## DATASET RECORDS
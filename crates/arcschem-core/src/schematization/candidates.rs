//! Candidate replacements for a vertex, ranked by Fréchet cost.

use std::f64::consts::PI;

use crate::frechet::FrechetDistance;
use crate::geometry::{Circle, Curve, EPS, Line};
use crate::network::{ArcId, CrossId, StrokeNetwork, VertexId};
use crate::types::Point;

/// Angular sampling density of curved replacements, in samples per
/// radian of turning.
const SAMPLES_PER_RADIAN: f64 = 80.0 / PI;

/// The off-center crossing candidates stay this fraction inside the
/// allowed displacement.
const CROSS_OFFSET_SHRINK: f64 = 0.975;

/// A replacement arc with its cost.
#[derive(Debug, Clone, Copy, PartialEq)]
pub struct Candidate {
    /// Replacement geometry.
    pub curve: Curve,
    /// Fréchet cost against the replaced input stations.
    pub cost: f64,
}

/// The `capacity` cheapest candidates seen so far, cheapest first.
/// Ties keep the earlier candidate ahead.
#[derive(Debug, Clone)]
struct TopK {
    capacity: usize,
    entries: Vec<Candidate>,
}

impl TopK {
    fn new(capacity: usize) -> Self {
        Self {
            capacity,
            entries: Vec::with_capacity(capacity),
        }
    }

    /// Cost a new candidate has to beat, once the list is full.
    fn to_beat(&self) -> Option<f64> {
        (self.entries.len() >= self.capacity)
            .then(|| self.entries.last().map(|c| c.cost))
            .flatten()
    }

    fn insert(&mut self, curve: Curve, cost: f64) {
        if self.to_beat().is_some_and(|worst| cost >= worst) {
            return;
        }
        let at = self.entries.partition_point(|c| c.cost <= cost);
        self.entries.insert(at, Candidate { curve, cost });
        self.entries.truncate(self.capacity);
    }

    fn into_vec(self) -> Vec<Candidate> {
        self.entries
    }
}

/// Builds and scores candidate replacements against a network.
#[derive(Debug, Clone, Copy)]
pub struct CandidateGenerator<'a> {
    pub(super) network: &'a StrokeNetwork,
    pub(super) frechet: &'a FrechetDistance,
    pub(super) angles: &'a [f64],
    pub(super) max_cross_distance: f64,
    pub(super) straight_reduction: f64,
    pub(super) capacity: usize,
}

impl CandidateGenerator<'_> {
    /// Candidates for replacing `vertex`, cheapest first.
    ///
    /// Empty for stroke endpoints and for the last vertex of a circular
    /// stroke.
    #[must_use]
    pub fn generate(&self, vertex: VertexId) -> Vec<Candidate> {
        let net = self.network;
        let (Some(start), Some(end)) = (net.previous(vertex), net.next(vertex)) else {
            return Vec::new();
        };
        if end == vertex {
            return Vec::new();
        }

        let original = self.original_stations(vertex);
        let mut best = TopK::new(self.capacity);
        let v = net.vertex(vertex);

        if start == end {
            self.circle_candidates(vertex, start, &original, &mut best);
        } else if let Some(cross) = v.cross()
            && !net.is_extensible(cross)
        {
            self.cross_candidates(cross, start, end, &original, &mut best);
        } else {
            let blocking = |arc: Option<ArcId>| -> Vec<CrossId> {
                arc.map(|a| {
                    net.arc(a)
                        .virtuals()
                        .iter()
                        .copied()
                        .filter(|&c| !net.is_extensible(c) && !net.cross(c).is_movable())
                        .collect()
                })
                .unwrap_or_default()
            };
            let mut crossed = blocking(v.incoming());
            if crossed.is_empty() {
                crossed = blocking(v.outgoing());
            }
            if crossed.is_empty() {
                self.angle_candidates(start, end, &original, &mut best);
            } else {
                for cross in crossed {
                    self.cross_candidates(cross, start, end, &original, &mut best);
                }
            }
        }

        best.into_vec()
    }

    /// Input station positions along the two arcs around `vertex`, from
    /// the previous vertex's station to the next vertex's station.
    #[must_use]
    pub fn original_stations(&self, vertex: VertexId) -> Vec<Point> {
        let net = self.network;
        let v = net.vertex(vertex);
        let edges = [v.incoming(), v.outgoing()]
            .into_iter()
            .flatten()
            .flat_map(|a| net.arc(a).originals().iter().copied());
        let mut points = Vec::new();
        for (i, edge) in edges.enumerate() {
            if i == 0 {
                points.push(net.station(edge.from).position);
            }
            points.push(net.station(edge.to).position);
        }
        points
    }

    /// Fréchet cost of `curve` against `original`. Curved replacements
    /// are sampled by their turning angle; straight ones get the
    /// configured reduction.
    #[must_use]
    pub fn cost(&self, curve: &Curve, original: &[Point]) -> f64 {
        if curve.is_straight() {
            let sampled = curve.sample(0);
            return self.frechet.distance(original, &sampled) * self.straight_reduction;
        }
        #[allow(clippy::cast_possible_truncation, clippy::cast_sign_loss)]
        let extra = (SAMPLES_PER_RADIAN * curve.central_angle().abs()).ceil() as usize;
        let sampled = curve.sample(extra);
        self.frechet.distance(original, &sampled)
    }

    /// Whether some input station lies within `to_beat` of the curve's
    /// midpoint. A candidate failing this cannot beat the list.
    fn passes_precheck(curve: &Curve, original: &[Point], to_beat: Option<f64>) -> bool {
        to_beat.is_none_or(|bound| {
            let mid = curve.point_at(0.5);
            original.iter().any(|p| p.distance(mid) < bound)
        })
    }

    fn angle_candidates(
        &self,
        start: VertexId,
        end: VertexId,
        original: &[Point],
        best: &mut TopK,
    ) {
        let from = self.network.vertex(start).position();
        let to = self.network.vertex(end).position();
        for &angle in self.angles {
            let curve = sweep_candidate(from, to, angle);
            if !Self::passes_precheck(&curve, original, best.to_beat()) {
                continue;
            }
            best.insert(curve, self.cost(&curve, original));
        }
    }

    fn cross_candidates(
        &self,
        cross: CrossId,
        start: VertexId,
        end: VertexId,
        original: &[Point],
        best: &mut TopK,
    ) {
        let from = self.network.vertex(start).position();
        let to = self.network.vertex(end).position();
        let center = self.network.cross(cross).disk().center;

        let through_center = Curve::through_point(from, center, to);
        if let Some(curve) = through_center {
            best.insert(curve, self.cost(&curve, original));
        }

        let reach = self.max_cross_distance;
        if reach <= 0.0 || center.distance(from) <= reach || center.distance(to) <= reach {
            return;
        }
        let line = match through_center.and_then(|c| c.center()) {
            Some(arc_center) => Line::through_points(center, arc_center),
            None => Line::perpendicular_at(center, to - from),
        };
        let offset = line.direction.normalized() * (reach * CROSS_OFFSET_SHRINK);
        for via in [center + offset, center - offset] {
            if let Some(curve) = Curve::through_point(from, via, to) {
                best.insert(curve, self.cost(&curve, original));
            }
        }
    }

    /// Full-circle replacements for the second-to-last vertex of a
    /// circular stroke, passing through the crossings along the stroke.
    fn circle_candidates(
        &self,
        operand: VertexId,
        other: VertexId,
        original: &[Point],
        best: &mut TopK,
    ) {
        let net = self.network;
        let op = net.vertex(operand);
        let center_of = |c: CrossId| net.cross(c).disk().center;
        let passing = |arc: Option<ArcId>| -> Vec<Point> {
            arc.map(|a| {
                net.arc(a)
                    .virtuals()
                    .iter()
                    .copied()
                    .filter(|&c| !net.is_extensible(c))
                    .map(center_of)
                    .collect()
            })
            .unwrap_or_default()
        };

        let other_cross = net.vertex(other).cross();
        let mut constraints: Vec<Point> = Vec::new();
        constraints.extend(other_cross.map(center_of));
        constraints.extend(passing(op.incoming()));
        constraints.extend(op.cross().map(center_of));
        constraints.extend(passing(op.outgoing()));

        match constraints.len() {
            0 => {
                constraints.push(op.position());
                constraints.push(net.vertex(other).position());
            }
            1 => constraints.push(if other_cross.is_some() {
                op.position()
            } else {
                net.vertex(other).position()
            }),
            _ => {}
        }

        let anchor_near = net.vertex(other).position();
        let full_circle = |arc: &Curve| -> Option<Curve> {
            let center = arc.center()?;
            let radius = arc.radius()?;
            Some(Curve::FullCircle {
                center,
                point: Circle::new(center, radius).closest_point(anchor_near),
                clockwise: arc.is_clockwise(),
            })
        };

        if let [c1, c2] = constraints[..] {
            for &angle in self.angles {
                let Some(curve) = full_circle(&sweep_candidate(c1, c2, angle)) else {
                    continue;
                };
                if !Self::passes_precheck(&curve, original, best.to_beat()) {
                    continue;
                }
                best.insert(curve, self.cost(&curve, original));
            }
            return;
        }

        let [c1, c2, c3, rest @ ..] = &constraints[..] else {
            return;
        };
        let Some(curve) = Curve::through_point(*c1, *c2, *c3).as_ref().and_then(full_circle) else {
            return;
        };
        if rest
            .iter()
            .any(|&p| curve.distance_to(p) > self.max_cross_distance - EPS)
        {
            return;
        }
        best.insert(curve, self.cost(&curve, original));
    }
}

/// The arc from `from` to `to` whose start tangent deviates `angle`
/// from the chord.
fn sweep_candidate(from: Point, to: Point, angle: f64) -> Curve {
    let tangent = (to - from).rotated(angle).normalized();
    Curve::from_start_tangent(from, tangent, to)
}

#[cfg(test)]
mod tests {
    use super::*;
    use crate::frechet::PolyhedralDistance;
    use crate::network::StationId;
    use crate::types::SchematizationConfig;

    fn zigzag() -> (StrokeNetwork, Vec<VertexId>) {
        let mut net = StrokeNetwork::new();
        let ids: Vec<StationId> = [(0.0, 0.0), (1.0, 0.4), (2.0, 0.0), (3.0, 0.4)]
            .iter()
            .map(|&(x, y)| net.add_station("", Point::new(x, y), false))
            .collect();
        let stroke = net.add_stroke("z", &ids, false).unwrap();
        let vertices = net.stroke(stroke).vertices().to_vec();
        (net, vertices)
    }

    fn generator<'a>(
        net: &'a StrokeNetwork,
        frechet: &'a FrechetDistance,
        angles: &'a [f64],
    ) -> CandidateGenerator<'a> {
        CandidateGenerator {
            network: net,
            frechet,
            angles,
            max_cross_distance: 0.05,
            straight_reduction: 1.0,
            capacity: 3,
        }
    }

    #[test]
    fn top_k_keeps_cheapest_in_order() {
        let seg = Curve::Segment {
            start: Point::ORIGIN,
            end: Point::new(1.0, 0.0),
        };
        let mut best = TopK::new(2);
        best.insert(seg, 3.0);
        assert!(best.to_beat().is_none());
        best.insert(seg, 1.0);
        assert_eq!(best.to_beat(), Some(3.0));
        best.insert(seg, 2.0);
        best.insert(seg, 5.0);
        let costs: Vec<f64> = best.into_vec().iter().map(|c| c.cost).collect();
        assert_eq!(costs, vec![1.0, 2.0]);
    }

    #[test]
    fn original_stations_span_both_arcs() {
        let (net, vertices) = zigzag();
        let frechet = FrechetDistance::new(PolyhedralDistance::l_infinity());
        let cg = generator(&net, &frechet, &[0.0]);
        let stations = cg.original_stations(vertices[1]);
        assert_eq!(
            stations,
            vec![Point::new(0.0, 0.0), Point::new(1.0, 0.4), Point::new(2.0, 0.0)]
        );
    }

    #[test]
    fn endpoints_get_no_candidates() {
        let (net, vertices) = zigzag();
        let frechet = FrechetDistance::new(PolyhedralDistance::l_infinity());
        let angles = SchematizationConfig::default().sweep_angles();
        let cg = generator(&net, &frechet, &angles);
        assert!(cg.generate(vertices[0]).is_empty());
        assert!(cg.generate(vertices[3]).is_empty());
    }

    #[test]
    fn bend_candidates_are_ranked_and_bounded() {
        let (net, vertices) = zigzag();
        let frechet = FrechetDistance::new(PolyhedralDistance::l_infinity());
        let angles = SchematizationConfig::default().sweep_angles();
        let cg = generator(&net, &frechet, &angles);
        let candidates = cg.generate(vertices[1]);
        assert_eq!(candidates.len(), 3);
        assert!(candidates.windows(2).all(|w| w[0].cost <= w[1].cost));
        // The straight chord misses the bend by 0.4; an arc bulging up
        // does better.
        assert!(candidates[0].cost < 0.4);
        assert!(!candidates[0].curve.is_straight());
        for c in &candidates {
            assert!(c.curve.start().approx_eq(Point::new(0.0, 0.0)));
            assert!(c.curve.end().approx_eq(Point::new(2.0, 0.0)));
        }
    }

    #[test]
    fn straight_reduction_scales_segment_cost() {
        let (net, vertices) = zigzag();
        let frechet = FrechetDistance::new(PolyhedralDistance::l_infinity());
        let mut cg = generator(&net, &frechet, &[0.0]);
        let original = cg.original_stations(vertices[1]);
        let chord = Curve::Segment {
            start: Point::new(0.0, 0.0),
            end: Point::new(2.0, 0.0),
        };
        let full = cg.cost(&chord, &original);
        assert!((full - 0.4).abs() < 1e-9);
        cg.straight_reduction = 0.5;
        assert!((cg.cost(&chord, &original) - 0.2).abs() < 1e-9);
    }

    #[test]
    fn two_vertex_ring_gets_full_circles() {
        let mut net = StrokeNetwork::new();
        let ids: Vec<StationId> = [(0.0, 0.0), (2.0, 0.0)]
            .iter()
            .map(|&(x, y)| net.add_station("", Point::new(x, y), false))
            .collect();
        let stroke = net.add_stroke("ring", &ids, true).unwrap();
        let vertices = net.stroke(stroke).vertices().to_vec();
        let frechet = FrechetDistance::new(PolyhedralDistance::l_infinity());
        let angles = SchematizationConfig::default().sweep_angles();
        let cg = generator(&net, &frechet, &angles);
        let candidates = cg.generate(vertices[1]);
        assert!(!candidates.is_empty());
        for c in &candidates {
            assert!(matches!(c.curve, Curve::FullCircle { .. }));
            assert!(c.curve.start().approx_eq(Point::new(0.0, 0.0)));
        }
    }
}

==

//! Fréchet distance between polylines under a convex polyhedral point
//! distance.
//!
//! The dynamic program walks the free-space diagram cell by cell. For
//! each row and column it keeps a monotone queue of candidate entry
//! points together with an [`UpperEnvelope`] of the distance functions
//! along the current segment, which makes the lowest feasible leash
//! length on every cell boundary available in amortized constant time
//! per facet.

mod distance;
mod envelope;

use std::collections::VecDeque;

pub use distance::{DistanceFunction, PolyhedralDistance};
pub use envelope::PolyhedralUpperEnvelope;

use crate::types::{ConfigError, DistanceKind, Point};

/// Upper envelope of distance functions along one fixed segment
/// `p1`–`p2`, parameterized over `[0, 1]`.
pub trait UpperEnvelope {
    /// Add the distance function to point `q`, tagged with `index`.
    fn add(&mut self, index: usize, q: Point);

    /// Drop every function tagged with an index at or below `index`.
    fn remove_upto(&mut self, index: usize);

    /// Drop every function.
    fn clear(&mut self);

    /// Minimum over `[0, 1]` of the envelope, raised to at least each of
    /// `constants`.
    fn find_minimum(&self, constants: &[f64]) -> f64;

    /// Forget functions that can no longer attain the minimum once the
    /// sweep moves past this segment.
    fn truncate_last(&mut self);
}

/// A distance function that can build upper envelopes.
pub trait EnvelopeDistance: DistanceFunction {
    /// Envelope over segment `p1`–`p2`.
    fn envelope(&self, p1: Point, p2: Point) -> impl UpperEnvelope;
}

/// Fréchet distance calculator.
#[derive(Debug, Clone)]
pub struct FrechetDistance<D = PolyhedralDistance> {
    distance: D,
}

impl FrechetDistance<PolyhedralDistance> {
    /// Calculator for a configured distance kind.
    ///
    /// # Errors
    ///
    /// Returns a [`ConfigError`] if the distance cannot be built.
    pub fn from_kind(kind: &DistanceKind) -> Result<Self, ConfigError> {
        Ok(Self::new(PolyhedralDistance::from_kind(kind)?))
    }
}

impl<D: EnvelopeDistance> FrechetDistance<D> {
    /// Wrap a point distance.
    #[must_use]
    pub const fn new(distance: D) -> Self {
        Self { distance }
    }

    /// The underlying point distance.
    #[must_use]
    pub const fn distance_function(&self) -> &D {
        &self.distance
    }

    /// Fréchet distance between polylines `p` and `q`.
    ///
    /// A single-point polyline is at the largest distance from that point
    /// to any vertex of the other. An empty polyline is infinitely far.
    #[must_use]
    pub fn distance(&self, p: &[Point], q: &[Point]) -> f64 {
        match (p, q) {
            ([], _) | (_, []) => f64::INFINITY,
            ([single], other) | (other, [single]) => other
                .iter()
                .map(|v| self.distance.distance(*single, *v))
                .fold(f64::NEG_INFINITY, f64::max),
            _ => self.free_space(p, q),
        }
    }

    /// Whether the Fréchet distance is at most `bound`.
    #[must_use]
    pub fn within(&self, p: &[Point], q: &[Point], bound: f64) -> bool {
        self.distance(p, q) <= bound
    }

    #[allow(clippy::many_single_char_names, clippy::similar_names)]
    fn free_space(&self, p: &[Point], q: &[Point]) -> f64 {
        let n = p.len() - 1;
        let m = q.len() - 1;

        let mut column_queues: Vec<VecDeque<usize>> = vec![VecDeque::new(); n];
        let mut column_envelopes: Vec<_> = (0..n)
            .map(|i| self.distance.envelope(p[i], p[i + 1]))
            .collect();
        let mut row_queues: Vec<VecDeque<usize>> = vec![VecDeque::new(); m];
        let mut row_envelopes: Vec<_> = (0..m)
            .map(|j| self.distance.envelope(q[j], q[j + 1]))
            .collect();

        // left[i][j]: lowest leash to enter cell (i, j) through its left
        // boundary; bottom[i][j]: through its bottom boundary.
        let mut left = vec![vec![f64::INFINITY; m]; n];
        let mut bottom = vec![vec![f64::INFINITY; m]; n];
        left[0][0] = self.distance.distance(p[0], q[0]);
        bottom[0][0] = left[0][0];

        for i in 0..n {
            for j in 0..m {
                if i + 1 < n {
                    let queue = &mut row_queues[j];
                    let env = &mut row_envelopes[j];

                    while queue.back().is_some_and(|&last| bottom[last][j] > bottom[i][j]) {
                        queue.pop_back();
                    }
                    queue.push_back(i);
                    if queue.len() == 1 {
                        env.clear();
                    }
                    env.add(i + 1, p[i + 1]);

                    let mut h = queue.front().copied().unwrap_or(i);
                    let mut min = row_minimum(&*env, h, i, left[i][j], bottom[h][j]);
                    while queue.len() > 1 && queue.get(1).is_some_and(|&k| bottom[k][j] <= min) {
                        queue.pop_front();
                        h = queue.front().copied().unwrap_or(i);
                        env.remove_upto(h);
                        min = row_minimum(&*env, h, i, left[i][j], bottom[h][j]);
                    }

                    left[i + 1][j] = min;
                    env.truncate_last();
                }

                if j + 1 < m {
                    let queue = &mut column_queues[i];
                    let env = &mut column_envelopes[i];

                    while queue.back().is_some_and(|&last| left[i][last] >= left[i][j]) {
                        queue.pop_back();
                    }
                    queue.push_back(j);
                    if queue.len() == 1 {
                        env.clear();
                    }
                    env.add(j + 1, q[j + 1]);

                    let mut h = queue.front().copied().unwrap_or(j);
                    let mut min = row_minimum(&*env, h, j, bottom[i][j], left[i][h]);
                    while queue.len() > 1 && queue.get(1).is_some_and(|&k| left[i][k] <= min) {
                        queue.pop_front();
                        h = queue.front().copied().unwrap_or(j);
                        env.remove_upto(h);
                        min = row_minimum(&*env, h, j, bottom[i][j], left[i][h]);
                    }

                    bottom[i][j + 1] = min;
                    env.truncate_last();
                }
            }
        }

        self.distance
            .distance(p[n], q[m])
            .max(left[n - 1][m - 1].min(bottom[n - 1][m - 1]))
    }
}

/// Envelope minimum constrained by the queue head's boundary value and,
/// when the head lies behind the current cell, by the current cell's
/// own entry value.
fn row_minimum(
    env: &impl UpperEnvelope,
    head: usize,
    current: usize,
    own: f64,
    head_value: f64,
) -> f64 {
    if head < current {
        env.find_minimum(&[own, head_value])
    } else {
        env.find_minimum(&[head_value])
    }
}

...

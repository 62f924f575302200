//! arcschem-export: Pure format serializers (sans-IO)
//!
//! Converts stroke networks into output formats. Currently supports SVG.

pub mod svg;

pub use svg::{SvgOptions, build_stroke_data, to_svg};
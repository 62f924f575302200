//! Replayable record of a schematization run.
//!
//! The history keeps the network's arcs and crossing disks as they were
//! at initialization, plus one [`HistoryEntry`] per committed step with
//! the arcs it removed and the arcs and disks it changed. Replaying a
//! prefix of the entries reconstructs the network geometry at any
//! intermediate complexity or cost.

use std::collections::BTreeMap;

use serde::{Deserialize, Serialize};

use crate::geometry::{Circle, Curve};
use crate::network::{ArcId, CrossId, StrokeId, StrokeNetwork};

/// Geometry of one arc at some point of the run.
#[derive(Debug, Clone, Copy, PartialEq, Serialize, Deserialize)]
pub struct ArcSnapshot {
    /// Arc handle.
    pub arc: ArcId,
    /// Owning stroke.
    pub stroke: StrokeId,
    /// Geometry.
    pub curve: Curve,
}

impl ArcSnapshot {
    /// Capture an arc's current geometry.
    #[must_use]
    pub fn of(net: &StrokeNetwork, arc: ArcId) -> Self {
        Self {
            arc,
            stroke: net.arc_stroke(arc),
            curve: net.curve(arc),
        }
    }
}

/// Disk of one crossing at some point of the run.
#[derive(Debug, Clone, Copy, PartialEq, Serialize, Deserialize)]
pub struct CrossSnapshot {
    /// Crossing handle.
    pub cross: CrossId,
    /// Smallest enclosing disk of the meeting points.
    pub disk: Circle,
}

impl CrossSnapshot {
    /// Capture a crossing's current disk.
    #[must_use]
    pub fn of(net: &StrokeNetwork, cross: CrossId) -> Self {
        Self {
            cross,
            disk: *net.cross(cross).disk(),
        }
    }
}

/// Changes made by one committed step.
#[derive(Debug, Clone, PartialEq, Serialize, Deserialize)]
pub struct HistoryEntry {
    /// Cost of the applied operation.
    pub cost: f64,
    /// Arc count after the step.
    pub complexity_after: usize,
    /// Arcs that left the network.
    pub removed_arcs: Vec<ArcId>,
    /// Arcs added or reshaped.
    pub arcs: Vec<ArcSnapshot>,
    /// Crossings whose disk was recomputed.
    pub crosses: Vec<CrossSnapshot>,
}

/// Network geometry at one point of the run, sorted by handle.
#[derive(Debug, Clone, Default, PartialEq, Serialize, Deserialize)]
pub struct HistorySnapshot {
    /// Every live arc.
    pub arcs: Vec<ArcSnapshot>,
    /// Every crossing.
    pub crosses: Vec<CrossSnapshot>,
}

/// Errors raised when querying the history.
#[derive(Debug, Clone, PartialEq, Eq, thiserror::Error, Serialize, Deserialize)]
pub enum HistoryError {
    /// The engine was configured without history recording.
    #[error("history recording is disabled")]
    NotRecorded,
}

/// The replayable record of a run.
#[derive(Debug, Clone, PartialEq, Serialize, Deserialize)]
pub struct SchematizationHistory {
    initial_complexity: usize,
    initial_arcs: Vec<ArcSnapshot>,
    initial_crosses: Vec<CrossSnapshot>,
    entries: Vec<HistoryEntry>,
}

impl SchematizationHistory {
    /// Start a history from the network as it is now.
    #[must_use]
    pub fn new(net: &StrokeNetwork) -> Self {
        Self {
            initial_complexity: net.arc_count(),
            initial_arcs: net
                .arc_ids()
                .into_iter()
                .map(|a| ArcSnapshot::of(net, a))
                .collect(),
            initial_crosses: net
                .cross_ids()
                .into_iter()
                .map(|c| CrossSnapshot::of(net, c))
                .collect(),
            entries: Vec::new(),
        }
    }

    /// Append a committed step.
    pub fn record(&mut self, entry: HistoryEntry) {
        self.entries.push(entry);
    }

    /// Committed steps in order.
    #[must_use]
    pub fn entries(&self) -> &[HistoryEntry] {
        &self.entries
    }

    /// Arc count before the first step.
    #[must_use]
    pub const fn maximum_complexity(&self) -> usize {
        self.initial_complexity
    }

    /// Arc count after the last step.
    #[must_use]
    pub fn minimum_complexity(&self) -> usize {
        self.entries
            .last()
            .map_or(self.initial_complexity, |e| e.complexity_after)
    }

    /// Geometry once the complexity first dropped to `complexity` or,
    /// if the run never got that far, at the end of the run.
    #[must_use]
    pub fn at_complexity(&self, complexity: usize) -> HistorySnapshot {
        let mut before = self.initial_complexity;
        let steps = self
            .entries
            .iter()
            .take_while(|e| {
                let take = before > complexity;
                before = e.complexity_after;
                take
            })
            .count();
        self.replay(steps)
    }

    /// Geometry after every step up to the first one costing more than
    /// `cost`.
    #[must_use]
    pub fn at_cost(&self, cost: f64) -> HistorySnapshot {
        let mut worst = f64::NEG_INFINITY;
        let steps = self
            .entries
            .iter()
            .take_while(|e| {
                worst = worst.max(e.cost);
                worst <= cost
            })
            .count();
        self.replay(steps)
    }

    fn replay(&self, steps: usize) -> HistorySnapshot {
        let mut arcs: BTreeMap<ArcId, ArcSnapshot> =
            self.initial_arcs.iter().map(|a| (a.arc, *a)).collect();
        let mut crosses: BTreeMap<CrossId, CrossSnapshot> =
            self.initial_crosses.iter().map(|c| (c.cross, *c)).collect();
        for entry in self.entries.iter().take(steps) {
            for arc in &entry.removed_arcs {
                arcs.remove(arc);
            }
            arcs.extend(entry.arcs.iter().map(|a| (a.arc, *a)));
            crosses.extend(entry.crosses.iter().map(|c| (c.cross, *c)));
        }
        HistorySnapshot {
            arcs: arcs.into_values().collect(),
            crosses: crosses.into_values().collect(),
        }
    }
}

## TASK TO COMPLETE
For each line in the entries that contains the string "extra", make a copy.

## ANSWER TO THE PROBLEM
        let extra = (SAMPLES_PER_RADIAN * curve.central_angle().abs()).ceil() as usize;
        let sampled = curve.sample(extra);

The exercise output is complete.